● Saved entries
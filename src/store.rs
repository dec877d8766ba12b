//! Global Application State Store
//!
//! Uses Leptos reactive_stores so the project list and the add form
//! re-render independently.

use launcher_core::{AddProjectForm, AppState, LauncherConfig};
use reactive_stores::Store;

/// Global UI state with field-level reactivity
#[derive(Clone, Debug, Default, Store)]
pub struct UiState {
    /// Projects, statuses, active surface
    pub app: AppState,
    /// Add-project modal contents
    pub form: AddProjectForm,
}

impl UiState {
    pub fn new(config: &LauncherConfig) -> Self {
        Self {
            app: AppState::new(config),
            form: AddProjectForm::new(config.default_script),
        }
    }
}

/// Type alias for the store
pub type UiStore = Store<UiState>;
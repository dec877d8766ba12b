use launcher_core::{LaunchError, LaunchResult};
use serde::Serialize;
use wasm_bindgen::prelude::*;

use super::js_error;

#[wasm_bindgen]
extern "C" {
    #[wasm_bindgen(js_namespace = ["window", "__TAURI__", "dialog"], js_name = open, catch)]
    async fn open_dialog(options: JsValue) -> Result<JsValue, JsValue>;
}

#[derive(Serialize)]
struct OpenDialogOptions {
    directory: bool,
    multiple: bool,
}

/// Native directory picker; `None` when the user cancels
pub async fn pick_directory() -> LaunchResult<Option<String>> {
    let options = serde_wasm_bindgen::to_value(&OpenDialogOptions { directory: true, multiple: false })
        .map_err(|e| LaunchError::invoke("dialog.open", e.to_string()))?;
    let result = open_dialog(options)
        .await
        .map_err(|e| LaunchError::invoke("dialog.open", js_error(e)))?;
    serde_wasm_bindgen::from_value(result).map_err(|e| LaunchError::Decode(e.to_string()))
}
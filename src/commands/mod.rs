//! Tauri Command Wrappers
//!
//! Frontend bindings to the backend, organized by domain.

mod project;
mod dialog;
pub mod events;

use launcher_core::{LaunchError, LaunchResult};
use serde::de::DeserializeOwned;
use serde::Serialize;
use wasm_bindgen::prelude::*;

#[wasm_bindgen]
extern "C" {
    // `catch`: backend commands reject with a message string on failure
    #[wasm_bindgen(js_namespace = ["window", "__TAURI__", "core"], catch)]
    async fn invoke(cmd: &str, args: JsValue) -> Result<JsValue, JsValue>;
}

// Re-export all public items
pub use project::*;
pub use dialog::*;

/// Text of a rejected promise
pub(crate) fn js_error(value: JsValue) -> String {
    value
        .as_string()
        .unwrap_or_else(|| format!("{:?}", value))
}

fn to_args<A: Serialize>(command: &'static str, args: &A) -> LaunchResult<JsValue> {
    serde_wasm_bindgen::to_value(args)
        .map_err(|e| LaunchError::invoke(command, format!("Serialization error: {}", e)))
}

/// Invoke a command and decode its result
async fn call<T: DeserializeOwned>(command: &'static str, args: JsValue) -> LaunchResult<T> {
    let result = invoke(command, args)
        .await
        .map_err(|e| LaunchError::invoke(command, js_error(e)))?;
    serde_wasm_bindgen::from_value(result).map_err(|e| LaunchError::Decode(e.to_string()))
}

/// Invoke a command that returns `()` on success
async fn call_unit(command: &'static str, args: JsValue) -> LaunchResult<()> {
    invoke(command, args)
        .await
        .map(|_| ())
        .map_err(|e| LaunchError::invoke(command, js_error(e)))
}
//! Project Commands
//!
//! Frontend bindings for project and process commands.

use async_trait::async_trait;
use launcher_core::{Backend, LaunchResult, Project, ProjectStatus, RunScript};
use serde::Serialize;
use wasm_bindgen::prelude::*;

use super::{call, call_unit, to_args};

// ========================
// Argument Structs
// ========================

#[derive(Serialize)]
struct ProjectArgs<'a> {
    project: &'a Project,
}

#[derive(Serialize)]
struct NameArgs<'a> {
    name: &'a str,
}

#[derive(Serialize)]
struct StartProjectArgs<'a> {
    name: &'a str,
    path: &'a str,
    script: RunScript,
}

// ========================
// Commands
// ========================

pub async fn get_projects() -> LaunchResult<Vec<Project>> {
    call("get_projects", JsValue::NULL).await
}

pub async fn add_project(project: &Project) -> LaunchResult<()> {
    let js_args = to_args("add_project", &ProjectArgs { project })?;
    call_unit("add_project", js_args).await
}

pub async fn delete_project(name: &str) -> LaunchResult<()> {
    let js_args = to_args("delete_project", &NameArgs { name })?;
    call_unit("delete_project", js_args).await
}

pub async fn start_project(name: &str, path: &str, script: RunScript) -> LaunchResult<()> {
    let js_args = to_args("start_project", &StartProjectArgs { name, path, script })?;
    call_unit("start_project", js_args).await
}

pub async fn stop_project(name: &str) -> LaunchResult<()> {
    let js_args = to_args("stop_project", &NameArgs { name })?;
    call_unit("stop_project", js_args).await
}

pub async fn get_project_status(name: &str) -> LaunchResult<ProjectStatus> {
    let js_args = to_args("get_project_status", &NameArgs { name })?;
    call("get_project_status", js_args).await
}

/// `Backend` over the Tauri invoke bridge
#[derive(Debug, Clone, Copy, Default)]
pub struct TauriBackend;

#[async_trait(?Send)]
impl Backend for TauriBackend {
    async fn get_projects(&self) -> LaunchResult<Vec<Project>> {
        get_projects().await
    }

    async fn add_project(&self, project: &Project) -> LaunchResult<()> {
        add_project(project).await
    }

    async fn delete_project(&self, name: &str) -> LaunchResult<()> {
        delete_project(name).await
    }

    async fn start_project(&self, name: &str, path: &str, script: RunScript) -> LaunchResult<()> {
        start_project(name, path, script).await
    }

    async fn stop_project(&self, name: &str) -> LaunchResult<()> {
        stop_project(name).await
    }

    async fn get_project_status(&self, name: &str) -> LaunchResult<ProjectStatus> {
        get_project_status(name).await
    }
}
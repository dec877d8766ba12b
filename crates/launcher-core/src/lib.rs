//! Launcher Core
//!
//! Everything the project launcher UI knows that is not DOM:
//! - models: entities shared with the backend
//! - backend: the invoke boundary as a trait
//! - controller: commands, refresh policy, scoped execution
//! - state: the single application state object
//! - status: correlation of status events to projects
//! - terminal: per-project log feed with a bounded buffer
//! - form: add-project draft, script dropdown, directory picker
//! - config: user-tunable settings

pub mod backend;
pub mod config;
pub mod controller;
pub mod error;
pub mod form;
pub mod models;
pub mod scope;
pub mod state;
pub mod status;
pub mod terminal;

pub use backend::Backend;
pub use config::{LauncherConfig, StatusConfig, TerminalConfig, CONFIG_STORAGE_KEY};
pub use controller::{Command, CommandOutcome, Controller, Refresh, RefreshSnapshot};
pub use error::{LaunchError, LaunchResult};
pub use form::{AddProjectForm, PickerState, ScriptDropdown};
pub use models::{Project, ProjectStatus, RunScript, StatusUpdate};
pub use scope::ScopeToken;
pub use state::{ActiveView, AppState, ProjectCard, RunControl};
pub use status::{CorrelationPolicy, StatusCell, StatusMap, StatusResolution};
pub use terminal::{LogBuffer, TerminalFeed};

● Exercise details
Only the lines of the data holding the string "window" are wanted; copy each of them.

● Exercise response
    #[wasm_bindgen(js_namespace = ["window", "__TAURI__", "dialog"], js_name = open, catch)]
    #[wasm_bindgen(js_namespace = ["window", "__TAURI__", "core"], catch)]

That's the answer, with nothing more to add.